Clark attended Fork Union Military Academy in 1936, and was accepted for college in 1937. He took courses which included flight in a Taylorcraft and Stearman Biplane, graduating from Iowa State College in 1941 with a bachelor's degree in animal husbandry. He volunteered for service in the US Army in June 1941, serving four and a half years in the Army Air Service. During World War II, Clark trained at Luke Field in Arizona then volunteered to serve in the Glider Pilot Corps, while his brother Joseph was in the Merchant Marine. Clark's unit, the 442nd Troop Carrier Group, 303rd Squadron, trained at Kirtland, New Mexico and Fort Sumner using Piper TG-8 gliders then was sent to Europe in 1944 where he named his assigned glider "The Ellicott City Express". He participated in two notable campaigns: Operation Market Garden in the Netherlands in September 1944 flying a Waco CG-4 loaded with high explosives and troops, and Operation Varsity, a U.S. airborne mission into Germany in 1945. Clark was among the forces that helped evacuate survivors of the Dachau concentration camp. Clark was discharged in late 1945 as a 1st Lieutenant, with lifelong friends by his side.

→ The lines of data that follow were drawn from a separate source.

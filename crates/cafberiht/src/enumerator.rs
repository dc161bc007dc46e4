//! Closed enumerator sets.
//!
//! An enumerator set is a fieldless enum whose variants have the implicit
//! identities `0, 1, 2, …` and whose last variant is a `count` sentinel. The
//! sentinel bounds every table generated from the set and is never a valid
//! element enumerator.

use crate::diag::{self, Diagnostic, ErrorKind};

use std::fmt::Debug;

/// Trait for enums usable as element keys.
///
/// Implemented with `#[derive(Enumerator)]`:
///
/// ```
/// use cafberiht::Enumerator;
///
/// #[derive(Clone, Copy, Debug, PartialEq, Eq, Enumerator)]
/// enum Op {
///     MulMat,
///     SoftMax,
///     #[enumerator(name = "rms")]
///     RmsNorm,
///     #[enumerator(count)]
///     Count,
/// }
///
/// assert_eq!(Op::COUNT, 3);
/// assert_eq!(Op::SoftMax.to_string(), "soft_max");
/// assert_eq!("rms".parse::<Op>(), Ok(Op::RmsNorm));
/// assert_eq!(Op::try_from(0), Ok(Op::MulMat));
/// assert!(Op::try_from(3).is_err());
/// ```
pub trait Enumerator: Copy + Eq + Debug + 'static {
    /// Number of members, excluding the sentinel.
    const COUNT: u64;
    /// Members in declaration order; `ALL[i].value() == i`.
    const ALL: &'static [Self];
    /// Names of the members followed by the name of the sentinel.
    const NAMES: &'static [&'static str];
    /// The `count` sentinel.
    const SENTINEL: Self;

    /// Numeric identity of this enumerator.
    fn value(self) -> u64;

    #[inline]
    fn name(self) -> &'static str {
        Self::NAMES[self.value() as usize]
    }

    #[inline]
    fn is_sentinel(self) -> bool {
        self.value() == Self::COUNT
    }

    /// Iterates the members in declaration order.
    fn iter() -> std::iter::Copied<std::slice::Iter<'static, Self>> {
        Self::ALL.iter().copied()
    }
}

/// Runtime lookup failures. Compile-time lookups go through [`nth`] instead.
#[derive(Debug, Clone, PartialEq, Eq, thiserror::Error)]
pub enum EnumeratorError {
    #[error("enumerator value {value} is out of range (the set has {count} members)")]
    OutOfRange { value: u64, count: u64 },
    #[error("`{name}` names the count sentinel, not a member")]
    Sentinel { name: &'static str },
    #[error("unknown enumerator `{0}`")]
    UnknownName(String),
}

/// Recovers the enumerator with identity `value` in a constant context.
///
/// A value at or past the sentinel stops the build with
/// `enumerator_out_of_range`.
pub const fn nth<E: Enumerator>(value: u64) -> E {
    diag::require(
        value < E::COUNT,
        Diagnostic::new(ErrorKind::EnumeratorOutOfRange)
            .with("value", value)
            .with("count", E::COUNT),
    );
    E::ALL[value as usize]
}

pub fn from_value<E: Enumerator>(value: u64) -> Result<E, EnumeratorError> {
    if value < E::COUNT {
        Ok(E::ALL[value as usize])
    } else {
        Err(EnumeratorError::OutOfRange {
            value,
            count: E::COUNT,
        })
    }
}

pub fn from_name<E: Enumerator>(name: &str) -> Result<E, EnumeratorError> {
    match E::NAMES.iter().position(|candidate| *candidate == name) {
        Some(index) if (index as u64) < E::COUNT => Ok(E::ALL[index]),
        Some(index) => Err(EnumeratorError::Sentinel {
            name: E::NAMES[index],
        }),
        None => Err(EnumeratorError::UnknownName(name.to_string())),
    }
}

#[cfg(test)]
mod tests {
    use super::*;

    #[derive(Clone, Copy, Debug, PartialEq, Eq, Hash, crate::Enumerator)]
    enum Layer {
        TokenEmbd,
        AttnQ,
        KqSoftMax,
        Node1016GetRows,
        #[enumerator(name = "lm_head")]
        Output,
        #[enumerator(count)]
        Count,
    }

    #[test]
    fn constants_follow_declaration_order() {
        assert_eq!(Layer::COUNT, 5);
        assert_eq!(Layer::ALL.len(), 5);
        assert_eq!(Layer::NAMES.len(), 6);
        assert_eq!(Layer::SENTINEL, Layer::Count);
        for (i, layer) in Layer::iter().enumerate() {
            assert_eq!(layer.value(), i as u64);
            assert!(!layer.is_sentinel());
        }
        assert!(Layer::Count.is_sentinel());
    }

    #[test]
    fn names_are_snake_case() {
        assert_eq!(Layer::TokenEmbd.name(), "token_embd");
        assert_eq!(Layer::AttnQ.name(), "attn_q");
        assert_eq!(Layer::KqSoftMax.name(), "kq_soft_max");
        assert_eq!(Layer::Node1016GetRows.name(), "node_1016_get_rows");
        assert_eq!(Layer::Output.to_string(), "lm_head");
        assert_eq!(Layer::Count.name(), "count");
    }

    #[test]
    fn nth_in_a_constant() {
        const SECOND: Layer = nth::<Layer>(1);
        assert_eq!(SECOND, Layer::AttnQ);
    }

    #[test]
    #[should_panic(expected = "enumerator_out_of_range]: value = 5, count = 5")]
    fn nth_rejects_the_sentinel() {
        let _ = nth::<Layer>(Layer::Count as u64);
    }

    #[test]
    fn runtime_lookups() {
        assert_eq!(from_value::<Layer>(2), Ok(Layer::KqSoftMax));
        assert_eq!(
            from_value::<Layer>(5),
            Err(EnumeratorError::OutOfRange { value: 5, count: 5 })
        );
        assert_eq!("attn_q".parse::<Layer>(), Ok(Layer::AttnQ));
        assert_eq!(
            "count".parse::<Layer>(),
            Err(EnumeratorError::Sentinel { name: "count" })
        );
        assert_eq!(
            "attn_z".parse::<Layer>(),
            Err(EnumeratorError::UnknownName("attn_z".to_string()))
        );
        assert_eq!(Layer::try_from(4), Ok(Layer::Output));
    }

    #[test]
    fn errors_render() {
        let err = from_value::<Layer>(9).unwrap_err();
        assert_eq!(
            err.to_string(),
            "enumerator value 9 is out of range (the set has 5 members)"
        );
    }
}
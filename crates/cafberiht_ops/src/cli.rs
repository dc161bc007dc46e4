use crate::layout::LayoutFormat;

use clap::{Parser, ValueEnum};

/// Output formats accepted by `--format`.
///
/// Kept separate from `LayoutFormat` so the renderer does not depend on
/// `clap`.
#[derive(ValueEnum, Clone, Copy, Debug)]
pub enum CliFormat {
    /// Aligned columns.
    Table,
    /// Comma-separated values.
    Csv,
}

impl From<CliFormat> for LayoutFormat {
    fn from(cli_format: CliFormat) -> Self {
        match cli_format {
            CliFormat::Table => LayoutFormat::Table,
            CliFormat::Csv => LayoutFormat::Csv,
        }
    }
}

/// Prints the layout of the build-configured container.
#[derive(Parser, Debug)]
#[command(author, version, about, long_about = None)]
pub struct Args {
    /// Log every stage to stderr.
    #[clap(long)]
    pub verbose: bool,

    /// How to print the layout.
    #[clap(long, value_enum, default_value_t = CliFormat::Table)]
    pub format: CliFormat,

    /// Print only the position of this operation (or `absent`) and stop.
    #[clap(long, value_name = "NAME")]
    pub enumerator: Option<String>,

    /// Only list operations the addition mixin acts on.
    #[clap(long)]
    pub admitted_only: bool,

    /// Run the kernel-tick visitor this many times before inspecting.
    #[clap(long, default_value_t = 0)]
    pub ticks: u64,
}

impl Args {
    pub fn from_cli() -> Self {
        Self::parse()
    }
}

#[cfg(test)]
mod tests {
    use super::*;

    #[test]
    fn defaults() {
        let args = Args::try_parse_from(["cafberiht-layout"]).unwrap();
        assert!(!args.verbose);
        assert!(!args.admitted_only);
        assert!(matches!(args.format, CliFormat::Table));
        assert_eq!(args.enumerator, None);
        assert_eq!(args.ticks, 0);
    }

    #[test]
    fn parses_every_flag() {
        let args = Args::try_parse_from([
            "cafberiht-layout",
            "--verbose",
            "--format",
            "csv",
            "--enumerator",
            "attn_v",
            "--admitted-only",
            "--ticks",
            "3",
        ])
        .unwrap();
        assert!(args.verbose);
        assert!(args.admitted_only);
        assert_eq!(LayoutFormat::from(args.format), LayoutFormat::Csv);
        assert_eq!(args.enumerator.as_deref(), Some("attn_v"));
        assert_eq!(args.ticks, 3);
    }

    #[test]
    fn rejects_unknown_formats() {
        assert!(Args::try_parse_from(["cafberiht-layout", "--format", "xml"]).is_err());
    }
}
use proc_macro2::{Literal, TokenStream};
use quote::{format_ident, quote, ToTokens};
use syn::parse::{Parse, ParseStream};
use syn::punctuated::Punctuated;
use syn::{
    bracketed, parenthesized, Attribute, Expr, ExprLit, GenericArgument, Ident, Lit, LitInt, Path,
    PathArguments, Token, Type, Visibility,
};

/// Every container declared in one `cafberiht!` invocation.
pub struct Definitions(Vec<Definition>);

/// `[attrs] vis struct Name: Family<Enum> = layout [as Aggregator];`
struct Definition {
    attrs: Vec<Attribute>,
    vis: Visibility,
    ident: Ident,
    family: Path,
    enumerator: Type,
    /// One const argument per slot, in layout order.
    keys: Vec<TokenStream>,
    aggregator: Option<Type>,
}

impl Parse for Definitions {
    fn parse(input: ParseStream) -> syn::Result<Self> {
        let mut definitions = Vec::new();
        while !input.is_empty() {
            definitions.push(input.parse()?);
        }
        Ok(Definitions(definitions))
    }
}

impl Parse for Definition {
    fn parse(input: ParseStream) -> syn::Result<Self> {
        let attrs = input.call(Attribute::parse_outer)?;
        let vis: Visibility = input.parse()?;
        input.parse::<Token![struct]>()?;
        let ident: Ident = input.parse()?;
        input.parse::<Token![:]>()?;
        let (family, enumerator) = parse_family(input)?;
        input.parse::<Token![=]>()?;
        let keys = parse_layout(input)?;

        let aggregator = if input.peek(Token![as]) {
            input.parse::<Token![as]>()?;
            Some(input.parse::<Type>()?)
        } else {
            None
        };
        input.parse::<Token![;]>()?;

        Ok(Definition {
            attrs,
            vis,
            ident,
            family,
            enumerator,
            keys,
            aggregator,
        })
    }
}

/// Splits `path::Family<Enum>` into `path::Family` and `Enum`.
fn parse_family(input: ParseStream) -> syn::Result<(Path, Type)> {
    let mut family: Path = input.parse()?;

    let last = family
        .segments
        .last_mut()
        .ok_or_else(|| input.error("expected an element family"))?;

    let arguments = std::mem::replace(&mut last.arguments, PathArguments::None);
    let enumerator = match arguments {
        PathArguments::AngleBracketed(args) if args.args.len() == 1 => {
            match args.args.into_iter().next() {
                Some(GenericArgument::Type(ty)) => Some(ty),
                _ => None,
            }
        }
        _ => None,
    };

    match enumerator {
        Some(enumerator) => Ok((family, enumerator)),
        None => Err(syn::Error::new_spanned(
            &family,
            "expected `Family<Enumerator>`, e.g. `CoreInterface<CoreType>`",
        )),
    }
}

/// `[e0, e1, ...]` or `first(N)`.
fn parse_layout(input: ParseStream) -> syn::Result<Vec<TokenStream>> {
    if input.peek(syn::token::Bracket) {
        let content;
        bracketed!(content in input);
        let entries = Punctuated::<Expr, Token![,]>::parse_terminated(&content)?;
        return entries.iter().map(key_arg).collect();
    }

    let keyword: Ident = input.parse()?;
    if keyword != "first" {
        return Err(syn::Error::new(
            keyword.span(),
            "expected a layout: `[...]` or `first(N)`",
        ));
    }

    let content;
    parenthesized!(content in input);
    let width: LitInt = content.parse()?;
    let width = width.base10_parse::<u64>()?;

    Ok((0..width)
        .map(|value| Literal::u64_unsuffixed(value).into_token_stream())
        .collect())
}

/// A layout entry as a `u64` const argument.
fn key_arg(entry: &Expr) -> syn::Result<TokenStream> {
    match entry {
        Expr::Lit(ExprLit {
            lit: Lit::Int(lit), ..
        }) => {
            let value = lit.base10_parse::<u64>()?;
            Ok(Literal::u64_unsuffixed(value).into_token_stream())
        }
        Expr::Path(_) => Ok(quote! { { #entry as u64 } }),
        _ => Ok(quote! { { (#entry) as u64 } }),
    }
}

pub fn expand(input: &Definitions) -> TokenStream {
    input.0.iter().map(expand_definition).collect()
}

fn expand_definition(definition: &Definition) -> TokenStream {
    let Definition {
        attrs,
        vis,
        ident,
        family,
        enumerator,
        keys,
        ..
    } = definition;

    let size = keys.len();
    let fields: Vec<Ident> = (0..size).map(|i| format_ident!("slot_{}", i)).collect();
    let slots: Vec<Literal> = (0..size).map(Literal::usize_unsuffixed).collect();
    let elements: Vec<TokenStream> = keys.iter().map(|key| quote! { #family<#key> }).collect();

    let checks = expand_checks(definition, &elements);

    let slot_impls = fields
        .iter()
        .zip(&slots)
        .zip(keys.iter().zip(&elements))
        .map(|((field, slot), (key, element))| {
            quote! {
                impl ::cafberiht::Locate<::cafberiht::Tag<#key>, ::cafberiht::Slot<#slot>> for #ident {
                    type Output = #element;

                    #[inline(always)]
                    fn locate(&self) -> &#element {
                        &self.#field[::cafberiht::Tag::<#key>]
                    }

                    #[inline(always)]
                    fn locate_mut(&mut self) -> &mut #element {
                        &mut self.#field[::cafberiht::Tag::<#key>]
                    }
                }

                impl ::cafberiht::At<#slot> for #ident {
                    type Output = #element;

                    #[inline(always)]
                    fn at(&self) -> &#element {
                        &self.#field
                    }

                    #[inline(always)]
                    fn at_mut(&mut self) -> &mut #element {
                        &mut self.#field
                    }
                }

                impl ::cafberiht::Contains<#element, ::cafberiht::Slot<#slot>> for #ident {
                    #[inline(always)]
                    fn element(&self) -> &#element {
                        &self.#field
                    }

                    #[inline(always)]
                    fn element_mut(&mut self) -> &mut #element {
                        &mut self.#field
                    }
                }
            }
        });

    let visit_bounds = if size == 0 {
        TokenStream::new()
    } else {
        quote! { where #(V: ::cafberiht::Visitor<#elements, A>,)* }
    };
    let inspect_bounds = if size == 0 {
        TokenStream::new()
    } else {
        quote! { where #(V: ::cafberiht::Inspector<#elements, A>,)* }
    };

    quote! {
        #(#attrs)*
        #vis struct #ident {
            #(#fields: #elements,)*
        }

        impl ::core::default::Default for #ident {
            #[inline]
            fn default() -> Self {
                Self {
                    #(#fields: ::core::default::Default::default(),)*
                }
            }
        }

        #[allow(dead_code)]
        impl #ident {
            /// Number of elements.
            pub const SIZE: usize = #size;
            /// Position → enumerator value.
            pub const INDEX_MAP: [u64; #size] = [#(#keys),*];

            pub fn new() -> Self {
                ::core::default::Default::default()
            }

            /// Position of the enumerator value `E`, or `NOT_FOUND`.
            pub const fn position_of<const E: u64>() -> u64 {
                ::cafberiht::aggregator::position_in(&Self::INDEX_MAP, E)
            }

            pub const fn position_of_value(value: u64) -> u64 {
                ::cafberiht::aggregator::position_in(&Self::INDEX_MAP, value)
            }
        }

        #checks

        impl ::cafberiht::Cafberiht for #ident {
            type Enum = #enumerator;

            const SIZE: usize = #size;
            const INDEX_MAP: &'static [u64] = &#ident::INDEX_MAP;
        }

        #(#slot_impls)*

        impl<V, A: ?Sized> ::cafberiht::VisitAll<V, A> for #ident #visit_bounds {
            #[inline(always)]
            #[allow(unused_variables)]
            fn visit_all(&mut self, args: &mut A) {
                #(
                    if const { <V as ::cafberiht::Visitor<#elements, A>>::ADMIT } {
                        <V as ::cafberiht::Visitor<#elements, A>>::apply(&mut self.#fields, args);
                    }
                )*
            }
        }

        impl<V, A: ?Sized> ::cafberiht::InspectAll<V, A> for #ident #inspect_bounds {
            #[inline(always)]
            #[allow(unused_variables)]
            fn inspect_all(&self, args: &mut A) {
                #(
                    if const { <V as ::cafberiht::Inspector<#elements, A>>::ADMIT } {
                        <V as ::cafberiht::Inspector<#elements, A>>::inspect(&self.#fields, args);
                    }
                )*
            }
        }
    }
}

/// Definition-site checks, evaluated whether or not the container is used.
fn expand_checks(definition: &Definition, elements: &[TokenStream]) -> TokenStream {
    let Definition {
        ident,
        enumerator,
        aggregator,
        ..
    } = definition;

    let family_check = elements.first().map(|element| {
        quote! {
            const _: fn(<#element as ::cafberiht::Element>::Enum) -> #enumerator = |e| e;
        }
    });

    let aggregator_check = aggregator.as_ref().map(|aggregator| {
        quote! {
            const _: fn(<#aggregator as ::cafberiht::Aggregator>::Enum) -> #enumerator = |e| e;

            const _: () = ::cafberiht::diag::require(
                ::cafberiht::aggregator::same_layout(
                    &#ident::INDEX_MAP,
                    <#aggregator as ::cafberiht::Aggregator>::VALUES,
                ),
                ::cafberiht::Diagnostic::new(::cafberiht::ErrorKind::AggregatorLayoutMismatch)
                    .with("size", #ident::SIZE as u64)
                    .with("length", <#aggregator as ::cafberiht::Aggregator>::LENGTH as u64),
            );
        }
    });

    quote! {
        const _: () = ::cafberiht::diag::require(
            #ident::SIZE != 0,
            ::cafberiht::Diagnostic::new(::cafberiht::ErrorKind::EmptyCafberihtBasesPack)
                .with("size", #ident::SIZE as u64),
        );

        const _: () = ::cafberiht::aggregator::validate::<#enumerator>(&#ident::INDEX_MAP);

        #family_check
        #aggregator_check
    }
}
//! Type-level keys.
//!
//! A [`Tag`] is a zero-sized witness of one enumerator (or of any `u64`). Two
//! tags are the same type exactly when their payloads are equal, which is what
//! lets element lookup be decided by trait selection instead of at runtime.

use std::fmt;

/// Zero-sized key for the enumerator (or index) `N`.
#[derive(Clone, Copy, Default, PartialEq, Eq, PartialOrd, Ord, Hash)]
pub struct Tag<const N: u64>;

impl<const N: u64> Tag<N> {
    /// The payload carried by this tag type.
    pub const VALUE: u64 = N;

    /// Returns the payload carried by this tag.
    #[inline]
    pub const fn value(self) -> u64 {
        N
    }
}

impl<const N: u64> fmt::Debug for Tag<N> {
    fn fmt(&self, f: &mut fmt::Formatter<'_>) -> fmt::Result {
        write!(f, "Tag<{}>", N)
    }
}

/// Zero-sized name of a storage position inside a container.
///
/// Tag lookup is keyed on `(Tag, Slot)` pairs. When an enumerator occurs once
/// the slot is inferred; when it occurs more than once the lookup is
/// ambiguous and the build stops at the call site.
#[derive(Clone, Copy, Default, PartialEq, Eq, PartialOrd, Ord, Hash)]
pub struct Slot<const I: usize>;

impl<const I: usize> Slot<I> {
    /// The position named by this slot type.
    pub const INDEX: usize = I;
}

impl<const I: usize> fmt::Debug for Slot<I> {
    fn fmt(&self, f: &mut fmt::Formatter<'_>) -> fmt::Result {
        write!(f, "Slot<{}>", I)
    }
}

/// Builds the [`Tag`] value for an enumerator or an unsigned integer.
///
/// ```
/// # use cafberiht::{tag, Tag};
/// #[derive(Clone, Copy)]
/// enum Phase { Warmup, Steady }
///
/// let steady: Tag<1> = tag!(Phase::Steady);
/// assert_eq!(steady.value(), 1);
/// assert_eq!(tag!(7), Tag::<7>);
/// # let _ = Phase::Warmup;
/// ```
#[macro_export]
macro_rules! tag {
    ($value:expr) => {
        $crate::Tag::<{ ($value) as u64 }>
    };
}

He married Lillian Hawkins, whom he had been courting since prior to his military service, in 1946. James and Lillian ran the Elioak Farm, moving into the updated stone slave quarters. After an accident with a horse drawn drill running over his head in 1947, Clark raised cattle, and started a dairy operation in 1949. He began a family in 1950 with the arrival of their first son, Mark Tyson who would take over and move milking operations to his Gold Arrow farm in southwest Georgia in 1988. The Clarks had three more children: Priscilla Phelps (born in 1953 with cerebral palsy; died in 1959), Martha Anne (born in 1954), and James Hawkins, "Jamie" (born in 1963). Clark became a director of the Montgomery Mutual Insurance Company, specializing in farm fire insurance which he would remain at for 35 years. Clark's father died in 1955, allowing Clark to buy off the half-interest in his Elioak and Sykesville farms. Clark also rented and managed his brother-in-law's Fairfield Farm. In 1958 Dallas Brown died, allowing Clark to purchase the adjacent farm and move into the Brown house in 1959.

James Rouse said that the Rouse Company development of Columbia could not have happened without Clark. In Clark's autobiography, he claimed not to be aware of the purchases of 13,000 acres by the politically prominent Moxley family, but felt refusing purchase offers would make his farm more valuable. Clark and Howard County Delegates William Hanna and Edwin Wafield would be the approvers of state money to provide road water and sewer for the Rouse project. In 1965, Clark requested that Rouse speak on behalf of Governor Tawes fair housing legislation while the New Town zoning was under consideration. In April 1968 Civil Rights Act of 1968 included national legislation of fair housing days after the Baltimore riot of 1968. The new law would require that the developers of Columbia could not discriminate in housing. The development claimed to be progressive, although Rouse actively managed the racial mix of new purchasers in the early years to achieve his desired result.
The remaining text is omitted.